Jenny was diagnosed with poliomyelitis in 1953 and doctors believed he would not walk again. However, he recovered, and by the end of that year he had returned to his electronic music work. In 1957 he authored a book about his instrument.

It is estimated that around 1200 Ondiolines were constructed, most handmade by Jenny himself. To reduce manufacturing costs and keep retail prices affordable, Jenny often used poor quality components; as a result, the instruments required regular maintenance or they would become unplayable.

==Jenny and Perrey==
The instrument was introduced to a wider audience in the 1950s by electronic music pioneer Jean-Jacques Perrey (who was also an early adopter of the Moog synthesizer). In 1949, Perrey, at the time a medical student, heard Jenny demonstrate the Ondioline on a French radio broadcast. "With the audacity of youth he phoned the radio station and requested Georges Jenny's telephone number, which he was duly given," wrote historian Mark Brend. "Perrey then phoned Jenny himself, saying he liked the sound of the Ondioline but couldn't afford to buy one." Perrey offered to promote the instrument if Jenny would give him one for free. After a visit to the inventor's workshop, Perrey was loaned an Ondioline.
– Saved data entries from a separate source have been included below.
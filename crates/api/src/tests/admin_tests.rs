// Copyright (C) 2026 Fred Clausen
// Use of this source code is governed by an MIT-style
// license that can be found in the LICENSE file or at
// https://opensource.org/licenses/MIT.

//! User administration, the log viewer, and reports.

use repatria_domain::Role;
use repatria_persistence::{LOG_PAGE_SIZE, Persistence};

use super::helpers::{
    TEST_PASSWORD, TestStorage, create_test_admin, create_test_dependent, create_test_form,
    create_test_persistence, create_test_registrar, create_test_social, create_test_storage,
    register_test_repatriant, test_now, test_today,
};
use crate::{
    ApiError, AuthenticatedActor, Capability, CreateUserRequest, CreateUserResponse, FamilyReport,
    LoginRequest, LogsParams, LogsResponse, RegisterRepatriantRequest, RepatriantsReport,
    SummaryReport, ToggleUserResponse, UserActivityReport, UserInfo, create_user, delete_user,
    list_logs, list_users, login, register_repatriant, report_family, report_repatriants,
    report_summary, report_user_activity, toggle_user,
};

fn user_request(username: &str, role: &str) -> CreateUserRequest {
    CreateUserRequest {
        username: username.to_string(),
        password: String::from(TEST_PASSWORD),
        full_name: String::from("мария иванова"),
        role: role.to_string(),
    }
}

#[test]
fn test_create_user_uppercases_full_name_only() {
    let mut persistence: Persistence = create_test_persistence();
    let admin: AuthenticatedActor = create_test_admin(&mut persistence);

    let response: CreateUserResponse = create_user(
        &mut persistence,
        &user_request("Maria", "SOCIAL_ADAPTATION"),
        &admin,
    )
    .unwrap();

    assert_eq!(response.username, "Maria");
    assert_eq!(response.full_name, "МАРИЯ ИВАНОВА");
    assert_eq!(response.role, Role::SocialAdaptation);

    let (logs, _) = persistence.list_logs(1).unwrap();
    assert_eq!(logs[0].action_name, "CREATE_USER");
}

#[test]
fn test_create_user_rejects_unknown_role() {
    let mut persistence: Persistence = create_test_persistence();
    let admin: AuthenticatedActor = create_test_admin(&mut persistence);

    let result: Result<CreateUserResponse, ApiError> =
        create_user(&mut persistence, &user_request("maria", "SUPERUSER"), &admin);

    assert!(matches!(
        result,
        Err(ApiError::InvalidInput { ref field, .. }) if field == "role"
    ));
}

#[test]
fn test_create_user_rejects_duplicate_username() {
    let mut persistence: Persistence = create_test_persistence();
    let admin: AuthenticatedActor = create_test_admin(&mut persistence);

    let result: Result<CreateUserResponse, ApiError> =
        create_user(&mut persistence, &user_request("admin", "USER"), &admin);

    assert!(matches!(
        result,
        Err(ApiError::DomainRuleViolation { ref rule, .. }) if rule == "unique_username"
    ));
}

#[test]
fn test_create_user_requires_fields() {
    let mut persistence: Persistence = create_test_persistence();
    let admin: AuthenticatedActor = create_test_admin(&mut persistence);

    let result: Result<CreateUserResponse, ApiError> =
        create_user(&mut persistence, &user_request("   ", "USER"), &admin);
    assert!(matches!(
        result,
        Err(ApiError::InvalidInput { ref field, .. }) if field == "username"
    ));

    let mut request: CreateUserRequest = user_request("maria", "USER");
    request.password = String::new();
    let result: Result<CreateUserResponse, ApiError> =
        create_user(&mut persistence, &request, &admin);
    assert!(matches!(
        result,
        Err(ApiError::InvalidInput { ref field, .. }) if field == "password"
    ));
}

#[test]
fn test_user_management_is_admin_only() {
    let mut persistence: Persistence = create_test_persistence();
    let registrar: AuthenticatedActor = create_test_registrar(&mut persistence);

    let result: Result<CreateUserResponse, ApiError> =
        create_user(&mut persistence, &user_request("maria", "USER"), &registrar);

    assert!(matches!(result, Err(ApiError::Unauthorized { .. })));
}

#[test]
fn test_admin_cannot_toggle_or_delete_itself() {
    let mut persistence: Persistence = create_test_persistence();
    let admin: AuthenticatedActor = create_test_admin(&mut persistence);

    let toggled: Result<ToggleUserResponse, ApiError> =
        toggle_user(&mut persistence, admin.user_id, &admin);
    assert!(matches!(
        toggled,
        Err(ApiError::DomainRuleViolation { ref rule, .. }) if rule == "no_self_modification"
    ));

    let deleted = delete_user(&mut persistence, admin.user_id, &admin);
    assert!(matches!(
        deleted,
        Err(ApiError::DomainRuleViolation { ref rule, .. }) if rule == "no_self_modification"
    ));
}

#[test]
fn test_deactivation_ends_sessions_and_toggle_reactivates() {
    let mut persistence: Persistence = create_test_persistence();
    let admin: AuthenticatedActor = create_test_admin(&mut persistence);
    let registrar: AuthenticatedActor = create_test_registrar(&mut persistence);
    let session: String = login(
        &mut persistence,
        &LoginRequest {
            username: String::from("registrar"),
            password: String::from(TEST_PASSWORD),
        },
        test_now(),
    )
    .unwrap()
    .session_token;

    let response: ToggleUserResponse =
        toggle_user(&mut persistence, registrar.user_id, &admin).unwrap();
    assert!(!response.is_active);
    assert!(persistence.get_session_by_token(&session).unwrap().is_none());

    let response: ToggleUserResponse =
        toggle_user(&mut persistence, registrar.user_id, &admin).unwrap();
    assert!(response.is_active);
    assert_eq!(response.message, "Activated user registrar");
}

#[test]
fn test_delete_unknown_user_is_not_found() {
    let mut persistence: Persistence = create_test_persistence();
    let admin: AuthenticatedActor = create_test_admin(&mut persistence);

    let result = delete_user(&mut persistence, 999, &admin);

    assert!(matches!(result, Err(ApiError::ResourceNotFound { .. })));
}

#[test]
fn test_list_users_marks_own_account_as_locked() {
    let mut persistence: Persistence = create_test_persistence();
    let admin: AuthenticatedActor = create_test_admin(&mut persistence);
    let social: AuthenticatedActor = create_test_social(&mut persistence);

    let users: Vec<UserInfo> = list_users(&mut persistence, &admin).unwrap();

    assert_eq!(users.len(), 2);
    let own: &UserInfo = users
        .iter()
        .find(|u| u.user.user_id == admin.user_id)
        .unwrap();
    assert_eq!(own.can_toggle, Capability::Denied);
    assert_eq!(own.can_delete, Capability::Denied);
    let other: &UserInfo = users
        .iter()
        .find(|u| u.user.user_id == social.user_id)
        .unwrap();
    assert_eq!(other.can_toggle, Capability::Allowed);
}

#[test]
fn test_log_pages() {
    let mut persistence: Persistence = create_test_persistence();
    let admin: AuthenticatedActor = create_test_admin(&mut persistence);
    for i in 0..=LOG_PAGE_SIZE {
        create_user(
            &mut persistence,
            &user_request(&format!("user{i}"), "USER"),
            &admin,
        )
        .unwrap();
    }

    let first: LogsResponse = list_logs(&mut persistence, &LogsParams::default(), &admin).unwrap();
    assert_eq!(first.page, 1);
    assert_eq!(first.total, LOG_PAGE_SIZE + 1);
    assert_eq!(first.pages, 2);
    assert_eq!(first.logs.len(), usize::try_from(LOG_PAGE_SIZE).unwrap());

    let second: LogsResponse = list_logs(
        &mut persistence,
        &LogsParams {
            page: Some(String::from("2")),
        },
        &admin,
    )
    .unwrap();
    assert_eq!(second.logs.len(), 1);
    assert_eq!(second.logs[0].action_text, "CREATED USER USER0 WITH ROLE USER");
}

#[test]
fn test_summary_report_counts() {
    let mut persistence: Persistence = create_test_persistence();
    let storage: TestStorage = create_test_storage();
    let admin: AuthenticatedActor = create_test_admin(&mut persistence);
    create_test_social(&mut persistence);
    register_test_repatriant(&mut persistence, &storage.storage, &admin, "ИВАНОВ");

    let report: SummaryReport = report_summary(&mut persistence, &admin, test_today()).unwrap();

    assert_eq!(report.total_repatriants, 1);
    assert_eq!(report.registered_today, 1);
    assert_eq!(report.total_users, 2);
    assert_eq!(report.active_users, 2);
    assert_eq!(report.active_queue_entries, 0);
    assert_eq!(report.case_notes.social_help_records, 0);
}

#[test]
fn test_repatriant_report_groups_by_sex_and_origin() {
    let mut persistence: Persistence = create_test_persistence();
    let storage: TestStorage = create_test_storage();
    let admin: AuthenticatedActor = create_test_admin(&mut persistence);
    register_test_repatriant(&mut persistence, &storage.storage, &admin, "ИВАНОВ");
    register_test_repatriant(&mut persistence, &storage.storage, &admin, "ПЕТРОВ");

    let report: RepatriantsReport = report_repatriants(&mut persistence, &admin).unwrap();

    assert_eq!(report.by_sex.len(), 1);
    assert_eq!(report.by_sex[0].value, "М");
    assert_eq!(report.by_sex[0].count, 2);
    assert_eq!(report.top_origins[0].value, "КАЗАХСТАН");
}

#[test]
fn test_family_report_finds_large_families_and_singles() {
    let mut persistence: Persistence = create_test_persistence();
    let storage: TestStorage = create_test_storage();
    let admin: AuthenticatedActor = create_test_admin(&mut persistence);
    let single: i64 = register_test_repatriant(&mut persistence, &storage.storage, &admin, "ПЕТРОВ");
    let request: RegisterRepatriantRequest = RegisterRepatriantRequest {
        form: create_test_form("ИВАНОВ"),
        children: vec![
            create_test_dependent("сын", "петр", "2010"),
            create_test_dependent("дочь", "анна", "2012"),
            create_test_dependent("сын", "олег", "2015"),
        ],
        family_members: Vec::new(),
    };
    let large: i64 = register_repatriant(
        &mut persistence,
        &storage.storage,
        &request,
        &admin,
        test_today(),
    )
    .unwrap()
    .repatriant_id;

    let report: FamilyReport = report_family(&mut persistence, &admin).unwrap();

    assert_eq!(report.large_families.len(), 1);
    assert_eq!(report.large_families[0].repatriant.repatriant_id, large);
    assert_eq!(report.large_families[0].children, 3);
    assert_eq!(report.without_dependents.len(), 1);
    assert_eq!(report.without_dependents[0].repatriant_id, single);
}

#[test]
fn test_user_activity_report_counts_actions() {
    let mut persistence: Persistence = create_test_persistence();
    let storage: TestStorage = create_test_storage();
    let admin: AuthenticatedActor = create_test_admin(&mut persistence);
    register_test_repatriant(&mut persistence, &storage.storage, &admin, "ИВАНОВ");
    register_test_repatriant(&mut persistence, &storage.storage, &admin, "ПЕТРОВ");

    let report: UserActivityReport = report_user_activity(&mut persistence, &admin).unwrap();

    assert_eq!(report.activity.len(), 1);
    assert_eq!(report.activity[0].username, "admin");
    assert_eq!(report.activity[0].actions, 2);
}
"George Jenny was a visionary — both an engineer and a musician," Perrey later attested. "He invented this instrument in a tuberculosis sanatorium where he was being treated. He was forced to rest, but he could use his mind and his hands to invent."

For six months Perrey practiced playing the Ondioline with his right hand while simultaneously playing piano with his left. Jenny was so impressed with Perrey's proficiency and dexterity, he offered him a job as a salesman and product demonstrator. After earning substantial commissions on sales made during a trip to Sweden (during which he performed on TV), Perrey quit medical school and devoted his career to electronic music. Perrey procured so many orders for Ondiolines during the 1950s that Jenny finally had to open a factory, Les Ondes Sonores Jenny (later known as La Musique Electronique), in Paris.

Into the 1960s, Perrey continued to promote the instrument, touring, performing and recording under the playful pseudonym "Mr. Ondioline."

==Gotye and the Ondioline==

Since 2016 the instrument has been championed by Australian pop star Wally (Gotye) De Backer, who acquired a number of vintage Ondiolines and began performing concerts with his Ondioline Orchestra in November of that year. In a 2018 interview with Australia's Broadsheet, De Backer said, “You can dial in an incredibly wide range of sounds on the ondioline, and the unique mechanics for playing it allows you to create sounds very sensitively and with a musical deftness I just feel isn't present on most other electronic instruments from the '40s – or decades since."

In 2022, De Backer launched a comprehensive website, Ondioline.com, devoted to the instrument and its history.